Fuchsia Flair (page 3 of 3)

by Joseph F. Williamson

Protection through Cold Winters

If winter lows will drop down into the mid-20s or lower, bring potted fuchsias indoors, and put them in a cool place until spring. Small container plants can stay outdoors if laid on their sides pot and all, and covered with sawdust. For plants in the ground, cut back branches and cover the base of the plants with sawdust.

Fourteen Favorites

Among the hundreds of fuchsia varieties sold in the United States, 14 are so good and so readily adaptable that they are sold, bought, displayed, and enjoyed everywhere that fuchsias can possibly be grown: the Pacific Coast; the Great Lakes regions; the Atlantic coast from the Carolinas north; and in New England.

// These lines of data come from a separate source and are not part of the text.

impl RuleDefinition {
    fn compile(&self, issues: &mut Vec<ValidationIssue>) -> Option<PatchRule> {
        let start = issues.len();
        let rule_id = if self.id.trim().is_empty() {
            issues.push(ValidationIssue::MissingField {
                rule_id: None,
                field: "id",
            });
            None
        } else {
            Some(self.id.clone())
        };

        let signature = match (&self.signature, &self.signature_ascii) {
            (Some(hex), None) => Signature::parse(hex)
                .map_err(|source| ValidationIssue::Signature {
                    rule_id: rule_id.clone(),
                    source,
                })
                .map_err(|issue| issues.push(issue))
                .ok(),
            (None, Some(text)) => Signature::from_ascii(text)
                .map_err(|source| ValidationIssue::Signature {
                    rule_id: rule_id.clone(),
                    source,
                })
                .map_err(|issue| issues.push(issue))
                .ok(),
            (None, None) => {
                issues.push(ValidationIssue::MissingField {
                    rule_id: rule_id.clone(),
                    field: "signature",
                });
                None
            }
            (Some(_), Some(_)) => {
                issues.push(ValidationIssue::InvalidCombo {
                    rule_id: rule_id.clone(),
                    message: "signature and signature_ascii are mutually exclusive".to_string(),
                });
                None
            }
        };

        let replacement = self.replacement.compile(rule_id.as_ref(), issues);

        let required_count = match self.required_count {
            CountField::Exact(0) => {
                issues.push(ValidationIssue::Invalid {
                    rule_id: rule_id.clone(),
                    field: "required_count",
                    message: "a rule must expect at least one match".to_string(),
                });
                RequiredCount::default()
            }
            CountField::Exact(n) => RequiredCount::Exactly(n),
            CountField::Keyword(CountKeyword::Any) => RequiredCount::ANY,
        };

        let occurrence = match self.occurrence {
            OccurrenceField::Named(OccurrenceName::First) => Occurrence::First,
            OccurrenceField::Named(OccurrenceName::All) => Occurrence::All,
            OccurrenceField::Nth { nth } => Occurrence::Nth(nth),
        };

        if let (Occurrence::Nth(k), RequiredCount::Exactly(n)) = (occurrence, required_count) {
            if k >= n {
                issues.push(ValidationIssue::InvalidCombo {
                    rule_id: rule_id.clone(),
                    message: format!("occurrence nth({k}) can never be selected from exactly {n} match(es)"),
                });
            }
        }

        if self.region_len == Some(0) && !self.resize_allowed {
            issues.push(ValidationIssue::Invalid {
                rule_id: rule_id.clone(),
                field: "region_len",
                message: "zero-length regions are insertions and require resize_allowed".to_string(),
            });
        }

        let mut post_conditions = Vec::with_capacity(self.post_conditions.len());
        for condition in &self.post_conditions {
            let expected = match (&condition.expected, &condition.expected_ascii) {
                (Some(hex), None) => parse_hex_bytes(hex)
                    .map_err(|source| ValidationIssue::Signature {
                        rule_id: rule_id.clone(),
                        source,
                    })
                    .map_err(|issue| issues.push(issue))
                    .ok(),
                (None, Some(text)) if !text.is_empty() => Some(text.as_bytes().to_vec()),
                _ => {
                    issues.push(ValidationIssue::InvalidCombo {
                        rule_id: rule_id.clone(),
                        message: "post-condition needs exactly one non-empty expected or expected_ascii".to_string(),
                    });
                    None
                }
            };
            if !condition.relative && condition.offset < 0 {
                issues.push(ValidationIssue::Invalid {
                    rule_id: rule_id.clone(),
                    field: "post_conditions.offset",
                    message: "absolute offsets cannot be negative".to_string(),
                });
            }
            if let Some(expected) = expected {
                post_conditions.push(PostCondition {
                    offset: condition.offset,
                    relative: condition.relative,
                    expected,
                });
            }
        }

        let (Some(id), Some(signature), Some(replacement)) = (rule_id.clone(), signature, replacement)
        else {
            return None;
        };

        let rule = PatchRule {
            id,
            signature,
            occurrence,
            offset_adjustment: self.offset_adjustment,
            region_len: self.region_len,
            replacement,
            required_count,
            resize_allowed: self.resize_allowed,
            post_conditions,
        };

        if !rule.has_determinate_region() {
            issues.push(ValidationIssue::InvalidCombo {
                rule_id,
                message: "offset_adjustment with a width-less transform requires region_len"
                    .to_string(),
            });
        }

        (issues.len() == start).then_some(rule)
    }
}
use anyhow::{Context, Result};
use clap::{Args, Parser, Subcommand};
use colored::Colorize;
use rayon::prelude::*;
use sigpatcher::{
    load_from_path, load_profiles_from_path, ApplicationReport, ApplyRequest, EngineConfig,
    ErrorKind, IntegrityGuard, PatchEngine, PatchSet, PatternMatcher, ProfileRegistry, RuleStatus,
    Signature,
};
use std::fs;
use std::path::{Path, PathBuf};
use tracing_subscriber::EnvFilter;
use walkdir::WalkDir;

#[derive(Parser)]
#[command(name = "sigpatcher")]
#[command(about = "Signature-based binary patcher for game clients", long_about = None)]
#[command(version)]
struct Cli {
    /// Increase log verbosity (-v info, -vv debug); RUST_LOG overrides
    #[arg(short, long, action = clap::ArgAction::Count, global = true)]
    verbose: u8,

    #[command(subcommand)]
    command: Commands,
}

#[derive(Args)]
struct EngineArgs {
    /// Patch set file, or a directory of *.toml patch sets
    #[arg(short, long)]
    patches: PathBuf,

    /// Client build being patched (semver), checked against build_range
    #[arg(short, long)]
    build: Option<String>,

    /// Allow rules that change the file length
    #[arg(long)]
    allow_resize: bool,

    /// Suffix for backup files
    #[arg(long, default_value = "bak")]
    backup_suffix: String,

    /// Print reports as JSON
    #[arg(long)]
    json: bool,
}

impl EngineArgs {
    fn engine(&self) -> Result<PatchEngine> {
        Ok(PatchEngine::new(EngineConfig {
            safe_mode: !self.allow_resize,
            client_build: self.build.clone(),
            backup_suffix: self.backup_suffix.clone(),
        })?)
    }
}

#[derive(Subcommand)]
enum Commands {
    /// Apply patch sets to one or more client files
    Apply {
        #[command(flatten)]
        engine: EngineArgs,

        /// Files to patch
        #[arg(short, long, required = true, num_args = 1..)]
        target: Vec<PathBuf>,

        /// Write the patched file here instead of in place (single target)
        #[arg(short, long)]
        output: Option<PathBuf>,

        /// Dry run - resolve and verify without writing anything
        #[arg(short = 'n', long)]
        dry_run: bool,
    },

    /// Check whether patch sets would apply, without touching files
    Check {
        #[command(flatten)]
        engine: EngineArgs,

        /// Files to check
        #[arg(short, long, required = true, num_args = 1..)]
        target: Vec<PathBuf>,
    },

    /// Print every offset where a signature matches
    Scan {
        file: PathBuf,

        /// Hex signature, `??` for wildcards
        #[arg(short, long, conflicts_with = "ascii", required_unless_present = "ascii")]
        signature: Option<String>,

        /// Literal ASCII text to search for
        #[arg(short, long)]
        ascii: Option<String>,

        /// Stop after the first match
        #[arg(long)]
        first: bool,
    },

    /// Identify a client build from known profiles and patch sets
    Identify {
        file: PathBuf,

        /// Profiles file ([[profiles]] entries)
        #[arg(long)]
        profiles: Option<PathBuf>,

        /// Patch sets to probe when no profile matches exactly
        #[arg(short, long)]
        patches: Option<PathBuf>,

        #[arg(long)]
        json: bool,
    },

    /// Print a profile entry for a file
    Fingerprint {
        file: PathBuf,

        /// Profile name (defaults to the file name)
        #[arg(long)]
        name: Option<String>,
    },

    /// Restore files from their backups
    Restore {
        #[arg(required = true)]
        files: Vec<PathBuf>,

        #[arg(long, default_value = "bak")]
        backup_suffix: String,
    },
}

fn main() -> Result<()> {
    let cli = Cli::parse();
    init_tracing(cli.verbose);

    match cli.command {
        Commands::Apply {
            engine,
            target,
            output,
            dry_run,
        } => cmd_apply(&engine, &target, output.as_deref(), dry_run),

        Commands::Check { engine, target } => cmd_check(&engine, &target),

        Commands::Scan {
            file,
            signature,
            ascii,
            first,
        } => cmd_scan(&file, signature.as_deref(), ascii.as_deref(), first),

        Commands::Identify {
            file,
            profiles,
            patches,
            json,
        } => cmd_identify(&file, profiles.as_deref(), patches.as_deref(), json),

        Commands::Fingerprint { file, name } => cmd_fingerprint(&file, name),

        Commands::Restore {
            files,
            backup_suffix,
        } => cmd_restore(&files, &backup_suffix),
    }
}

fn init_tracing(verbose: u8) {
    let default = match verbose {
        0 => "warn",
        1 => "info",
        _ => "debug",
    };
    let filter = EnvFilter::try_from_default_env().unwrap_or_else(|_| EnvFilter::new(default));
    tracing_subscriber::fmt()
        .with_env_filter(filter)
        .with_target(false)
        .with_writer(std::io::stderr)
        .init();
}

/// Helper: Load one patch set file, or every *.toml in a directory.
fn load_patch_sets(path: &Path) -> Result<Vec<PatchSet>> {
    let files = if path.is_dir() {
        let mut files = Vec::new();
        for entry in WalkDir::new(path).max_depth(1) {
            let entry = entry?;
            if entry.file_type().is_file()
                && entry.path().extension().and_then(|s| s.to_str()) == Some("toml")
            {
                files.push(entry.path().to_path_buf());
            }
        }
        files.sort();
        if files.is_empty() {
            anyhow::bail!("No .toml patch files found in {}", path.display());
        }
        files
    } else {
        vec![path.to_path_buf()]
    };

    files
        .iter()
        .map(|file| {
            tracing::debug!(file = %file.display(), "loading patch set");
            let set = load_from_path(file)?;
            tracing::info!(set = %set.name(), rules = set.len(), "loaded patch set");
            Ok(set)
        })
        .collect()
}

fn cmd_apply(args: &EngineArgs, targets: &[PathBuf], output: Option<&Path>, dry_run: bool) -> Result<()> {
    if output.is_some() && targets.len() != 1 {
        anyhow::bail!("--output requires exactly one --target");
    }

    let engine = args.engine()?;
    let sets = load_patch_sets(&args.patches)?;
    // Every set reads the untouched target, so a shared output would keep only the last.
    if output.is_some() && sets.len() > 1 {
        anyhow::bail!(
            "--output takes a single patch set, but {} were loaded; write each set to its own output",
            sets.len()
        );
    }

    if dry_run && !args.json {
        println!("{}", "[DRY RUN - nothing will be written]".cyan());
    }

    let mut reports = Vec::new();
    for set in &sets {
        // Sets run one after another; targets of one set run in parallel.
        let batch: Vec<ApplicationReport> = targets
            .par_iter()
            .map(|target| {
                let mut request = ApplyRequest::new(target).dry_run(dry_run);
                if let Some(output) = output {
                    request = request.output(output);
                }
                let report = engine.apply_file(set, &request);
                tracing::info!(
                    set = %set.name(),
                    target = %target.display(),
                    success = report.success,
                    committed = report.committed,
                    "patch set finished"
                );
                report
            })
            .collect();
        reports.extend(batch);
    }

    finish(&reports, args.json, dry_run)
}

fn cmd_check(args: &EngineArgs, targets: &[PathBuf]) -> Result<()> {
    let engine = args.engine()?;
    let sets = load_patch_sets(&args.patches)?;

    let mut reports = Vec::new();
    for set in &sets {
        let batch: Result<Vec<ApplicationReport>> = targets
            .par_iter()
            .map(|target| {
                let bytes = fs::read(target)
                    .with_context(|| format!("failed to read {}", target.display()))?;
                let mut report = engine.check(set, &bytes);
                report.target = Some(target.clone());
                Ok(report)
            })
            .collect();
        reports.extend(batch?);
    }

    finish(&reports, args.json, true)
}

fn finish(reports: &[ApplicationReport], json: bool, dry_run: bool) -> Result<()> {
    if json {
        println!("{}", serde_json::to_string_pretty(reports)?);
    } else {
        for report in reports {
            print_report(report, dry_run);
        }
        print_summary(reports);
    }

    let failed = reports.iter().any(|r| {
        !r.success
            && r.failure
                .as_ref()
                .is_some_and(|f| f.kind != ErrorKind::AlreadyPatched)
    });
    if failed {
        std::process::exit(1);
    }
    Ok(())
}

fn print_report(report: &ApplicationReport, dry_run: bool) {
    let target = report
        .target
        .as_ref()
        .map(|t| t.display().to_string())
        .unwrap_or_else(|| "<buffer>".to_string());
    println!("{} {} on {}", "Patch set".bold(), report.patch_set, target);

    for rule in &report.rules {
        let offsets = rule
            .offsets
            .iter()
            .map(|o| format!("{o:#x}"))
            .collect::<Vec<_>>()
            .join(", ");
        match &rule.status {
            RuleStatus::Applied if dry_run => {
                println!("{} {}: Would apply at {}", "✓".green(), rule.id, offsets)
            }
            RuleStatus::Applied => println!("{} {}: Applied at {}", "✓".green(), rule.id, offsets),
            RuleStatus::AlreadyApplied => {
                println!("{} {}: Already applied at {}", "⊙".yellow(), rule.id, offsets)
            }
            RuleStatus::Skipped { reason } => {
                println!("{} {}: Skipped ({})", "⊘".cyan(), rule.id, reason)
            }
            RuleStatus::Failed { reason } => {
                eprintln!("{} {}: Failed - {}", "✗".red(), rule.id, reason)
            }
        }
    }

    match &report.failure {
        None if report.committed => println!(
            "  {} checksum {} -> {}",
            "Committed".green(),
            report.original_checksum,
            report.checksum
        ),
        None => println!("  checksum {} -> {}", report.original_checksum, report.checksum),
        Some(failure) if failure.kind == ErrorKind::AlreadyPatched => {
            println!("  {}", failure.message.yellow())
        }
        Some(failure) => {
            eprintln!("  {}", failure.message.red());
            if failure.kind == ErrorKind::RollbackFailed {
                eprintln!("  {}", "CRITICAL: restore the target from its backup manually".red().bold());
            } else if report.rolled_back {
                eprintln!("  {}", "Target restored from snapshot".yellow());
            } else {
                eprintln!("  {}", "Target left unchanged".dimmed());
            }
        }
    }
    if report.length_delta != 0 {
        println!("  length changed by {:+} bytes", report.length_delta);
    }
    println!();
}

fn print_summary(reports: &[ApplicationReport]) {
    let applied: usize = reports.iter().map(|r| r.applied()).sum();
    let already: usize = reports.iter().map(|r| r.already_applied()).sum();
    let skipped: usize = reports.iter().map(|r| r.skipped()).sum();
    let failed = reports.iter().filter(|r| !r.success).count();

    println!("{}", "Summary:".bold());
    println!("  {} rules applied", format!("{}", applied).green());
    println!("  {} rules already applied", format!("{}", already).yellow());
    println!("  {} rules skipped", format!("{}", skipped).cyan());
    println!("  {} patch sets failed", format!("{}", failed).red());
}

fn cmd_scan(file: &Path, signature: Option<&str>, ascii: Option<&str>, first: bool) -> Result<()> {
    let signature = match (signature, ascii) {
        (Some(hex), _) => Signature::parse(hex)?,
        (None, Some(text)) => Signature::from_ascii(text)?,
        (None, None) => anyhow::bail!("either --signature or --ascii is required"),
    };
    let bytes = fs::read(file).with_context(|| format!("failed to read {}", file.display()))?;
    let matcher = PatternMatcher::new(&bytes);

    let offsets: Vec<usize> = if first {
        matcher.find_first(&signature).into_iter().collect()
    } else {
        matcher.find_all(&signature)
    };

    if offsets.is_empty() {
        println!("{} {} not found in {}", "⊘".cyan(), signature, file.display());
        std::process::exit(1);
    }
    for offset in &offsets {
        println!("{offset:#010x}");
    }
    println!("{} {} match(es) for {}", "✓".green(), offsets.len(), signature);
    Ok(())
}

fn cmd_identify(file: &Path, profiles: Option<&Path>, patches: Option<&Path>, json: bool) -> Result<()> {
    let registry = match profiles {
        Some(path) => ProfileRegistry::new(load_profiles_from_path(path)?),
        None => ProfileRegistry::default(),
    };
    let sets = match patches {
        Some(path) => load_patch_sets(path)?,
        None => Vec::new(),
    };
    let bytes = fs::read(file).with_context(|| format!("failed to read {}", file.display()))?;
    let engine = PatchEngine::new(EngineConfig::default())?;

    let found = registry.identify(&engine, &bytes, &sets);
    if json {
        println!("{}", serde_json::to_string_pretty(&found)?);
        return Ok(());
    }

    println!("File: {}", file.display());
    println!("Checksum: {}", found.checksum);
    let confidence = match found.confidence {
        sigpatcher::Confidence::Exact => found.confidence.to_string().green(),
        sigpatcher::Confidence::Compatible => found.confidence.to_string().yellow(),
        sigpatcher::Confidence::Unknown => found.confidence.to_string().red(),
    };
    println!("Confidence: {confidence}");
    if !found.candidate_profiles.is_empty() {
        println!("Profiles: {}", found.candidate_profiles.join(", "));
    }
    if !found.compatible_sets.is_empty() {
        println!("Patch sets: {}", found.compatible_sets.join(", "));
    }
    Ok(())
}

fn cmd_fingerprint(file: &Path, name: Option<String>) -> Result<()> {
    let bytes = fs::read(file).with_context(|| format!("failed to read {}", file.display()))?;
    let name = name.unwrap_or_else(|| {
        file.file_name()
            .map(|n| n.to_string_lossy().into_owned())
            .unwrap_or_else(|| file.display().to_string())
    });
    println!("{}", ProfileRegistry::fingerprint(&bytes, &name));
    Ok(())
}

fn cmd_restore(files: &[PathBuf], suffix: &str) -> Result<()> {
    let guard = IntegrityGuard::new(suffix);
    let mut failed = 0;

    for file in files {
        match guard.restore(file) {
            Ok(checksum) => {
                println!("{} Restored {} (checksum {})", "✓".green(), file.display(), checksum)
            }
            Err(e) => {
                eprintln!("{} {}: {}", "✗".red(), file.display(), e);
                failed += 1;
            }
        }
    }

    if failed > 0 {
        std::process::exit(1);
    }
    Ok(())
}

These varieties do not enjoy hot, steamy nights, but they tolerate them better than other varieties do. Flowers are single, semidouble, and double. The single flowers have four petals, the semidouble flowers five to eight petals, and double flowers more than eight.

To give you an idea of how long fuchsias have been popular and how many countries grow them, I've included the country and year of introduction for each variety. The kinds of fuchsia described here are all varieties of F. hybrida. Flowers of F. magellanica are always red and purple -- it's in plant size and growth habit that many named varieties differ.

'Autumnale' (Europe, 1880). Red and reddish violet flowers. Variegated yellow-and-green leaves turn to copper red. Hanging plant or shrub. Remarkably heat-tolerant.

'Billy Green' (Britain, 1966). Single salmon pink flowers. Vigorous shrub.

'Cascade' (United States, 1937). Single red and white flowers. Hanging-basket type.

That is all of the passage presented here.